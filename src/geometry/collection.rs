use crate::datatypes::{Dimension, GeometryType};
use crate::error::{GeometryError, Result};
use crate::geometry::{Geometry, LineString, NestedArray, Point, Polygon};
use crate::io::{wkb, wkt};
use crate::trait_::{CollectionMember, GeometryKind, GeometryTrait};
use crate::validate::{nth, validate_members};

/// An ordered collection of geometries sharing one dimensionality and SRID.
///
/// The member type decides the collection type: [`MultiPoint`], [`MultiLineString`],
/// [`MultiPolygon`], or the heterogeneous [`GeometryCollection`].
#[derive(Debug, Clone, PartialEq)]
pub struct Collection<G> {
    geometries: Vec<G>,
    dim: Dimension,
    srid: i32,
}

/// A collection of points.
pub type MultiPoint = Collection<Point>;
/// A collection of LineStrings.
pub type MultiLineString = Collection<LineString>;
/// A collection of polygons.
pub type MultiPolygon = Collection<Polygon>;
/// A collection of geometries of any type.
pub type GeometryCollection = Collection<Geometry>;

impl<G: CollectionMember> Collection<G> {
    /// Construct a collection whose members all share `dim` and `srid`.
    pub fn new(geometries: Vec<G>, dim: Dimension, srid: i32) -> Result<Self> {
        validate_members(&geometries, G::GEOMETRY_TYPE, dim, srid)?;
        Ok(Self {
            geometries,
            dim,
            srid,
        })
    }

    /// Construct from untyped members, checking each member's type as well.
    pub fn try_from_geometries(
        geometries: Vec<Geometry>,
        dim: Dimension,
        srid: i32,
    ) -> Result<Self> {
        validate_members(&geometries, G::GEOMETRY_TYPE, dim, srid)?;
        let geometries = geometries
            .into_iter()
            .map(G::from_geometry)
            .collect::<Result<Vec<_>>>()?;
        Ok(Self {
            geometries,
            dim,
            srid,
        })
    }

    /// An empty collection.
    pub fn empty(dim: Dimension, srid: i32) -> Self {
        Self {
            geometries: vec![],
            dim,
            srid,
        }
    }

    /// A 2D collection.
    pub fn xy(geometries: Vec<G>, srid: i32) -> Result<Self> {
        Self::new(geometries, Dimension::XY, srid)
    }

    /// A 3D collection.
    pub fn xyz(geometries: Vec<G>, srid: i32) -> Result<Self> {
        Self::new(geometries, Dimension::XYZ, srid)
    }

    /// A 2D collection with measures.
    pub fn xym(geometries: Vec<G>, srid: i32) -> Result<Self> {
        Self::new(geometries, Dimension::XYM, srid)
    }

    /// A 3D collection with measures.
    pub fn xyzm(geometries: Vec<G>, srid: i32) -> Result<Self> {
        Self::new(geometries, Dimension::XYZM, srid)
    }

    /// The number of geometries in this collection
    pub fn num_geometries(&self) -> usize {
        self.geometries.len()
    }

    /// The `n`th member, 1-based.
    pub fn geometry_n(&self, n: usize) -> Result<&G> {
        nth(&self.geometries, n)
    }

    /// An iterator over the members of this collection
    pub fn iter(&self) -> std::slice::Iter<'_, G> {
        self.geometries.iter()
    }

    /// Whether both collections hold the same members, in any order.
    pub fn spatially_equals(&self, other: &Self) -> bool {
        if self.dim != other.dim
            || self.srid != other.srid
            || self.geometries.len() != other.geometries.len()
        {
            return false;
        }

        let mut used = vec![false; other.geometries.len()];
        self.geometries.iter().all(|geom| {
            let found = other
                .geometries
                .iter()
                .enumerate()
                .find(|(i, candidate)| !used[*i] && geom.spatially_equals(candidate));
            match found {
                Some((i, _)) => {
                    used[i] = true;
                    true
                }
                None => false,
            }
        })
    }
}

impl<G: CollectionMember> GeometryTrait for Collection<G> {
    fn geometry_type(&self) -> GeometryType {
        G::COLLECTION_TYPE
    }

    fn dim(&self) -> Dimension {
        self.dim
    }

    fn srid(&self) -> i32 {
        self.srid
    }

    fn is_empty(&self) -> bool {
        self.geometries.is_empty()
    }

    fn dimension(&self) -> Result<usize> {
        let mut max = None;
        for geom in &self.geometries {
            let dimension = geom.dimension()?;
            max = Some(max.map_or(dimension, |m: usize| m.max(dimension)));
        }
        max.ok_or_else(|| {
            GeometryError::Degenerate(format!(
                "the dimension of an empty {} is undefined",
                G::COLLECTION_TYPE
            ))
        })
    }

    fn to_array(&self) -> NestedArray {
        NestedArray::Nested(self.geometries.iter().map(|g| g.to_array()).collect())
    }

    fn as_text(&self) -> String {
        wkt::write(self)
    }

    fn as_binary(&self) -> Vec<u8> {
        wkb::write(self, &Default::default())
    }
}

impl<'a, G> IntoIterator for &'a Collection<G> {
    type Item = &'a G;
    type IntoIter = std::slice::Iter<'a, G>;

    fn into_iter(self) -> Self::IntoIter {
        self.geometries.iter()
    }
}

macro_rules! impl_geometry_kind {
    ($member:ty, $variant:ident) => {
        impl GeometryKind for Collection<$member> {
            const GEOMETRY_TYPE: Option<GeometryType> = Some(GeometryType::$variant);

            fn from_geometry(geom: Geometry) -> Result<Self> {
                geom.try_into()
            }

            fn with_srid(&self, srid: i32) -> Self {
                Self {
                    geometries: self.geometries.iter().map(|g| g.with_srid(srid)).collect(),
                    dim: self.dim,
                    srid,
                }
            }

            fn spatially_equals(&self, other: &Self) -> bool {
                Collection::spatially_equals(self, other)
            }
        }
    };
}

impl_geometry_kind!(Point, MultiPoint);
impl_geometry_kind!(LineString, MultiLineString);
impl_geometry_kind!(Polygon, MultiPolygon);
impl_geometry_kind!(Geometry, GeometryCollection);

THE TASK
Output the listing above word for word, from the opening line through the line that contains "pub fn new(geometries: Vec<G>, dim: Dimension, srid: i32)", and leave out everything after it.

EXPECTED ANSWER
filename src/geometry/collection.rs
use crate::datatypes::{Dimension, GeometryType};
use crate::error::{GeometryError, Result};
use crate::geometry::{Geometry, LineString, NestedArray, Point, Polygon};
use crate::io::{wkb, wkt};
use crate::trait_::{CollectionMember, GeometryKind, GeometryTrait};
use crate::validate::{nth, validate_members};

/// An ordered collection of geometries sharing one dimensionality and SRID.
///
/// The member type decides the collection type: [`MultiPoint`], [`MultiLineString`],
/// [`MultiPolygon`], or the heterogeneous [`GeometryCollection`].
#[derive(Debug, Clone, PartialEq)]
pub struct Collection<G> {
    geometries: Vec<G>,
    dim: Dimension,
    srid: i32,
}

/// A collection of points.
pub type MultiPoint = Collection<Point>;
/// A collection of LineStrings.
pub type MultiLineString = Collection<LineString>;
/// A collection of polygons.
pub type MultiPolygon = Collection<Polygon>;
/// A collection of geometries of any type.
pub type GeometryCollection = Collection<Geometry>;

impl<G: CollectionMember> Collection<G> {
    /// Construct a collection whose members all share `dim` and `srid`.
    pub fn new(geometries: Vec<G>, dim: Dimension, srid: i32) -> Result<Self> {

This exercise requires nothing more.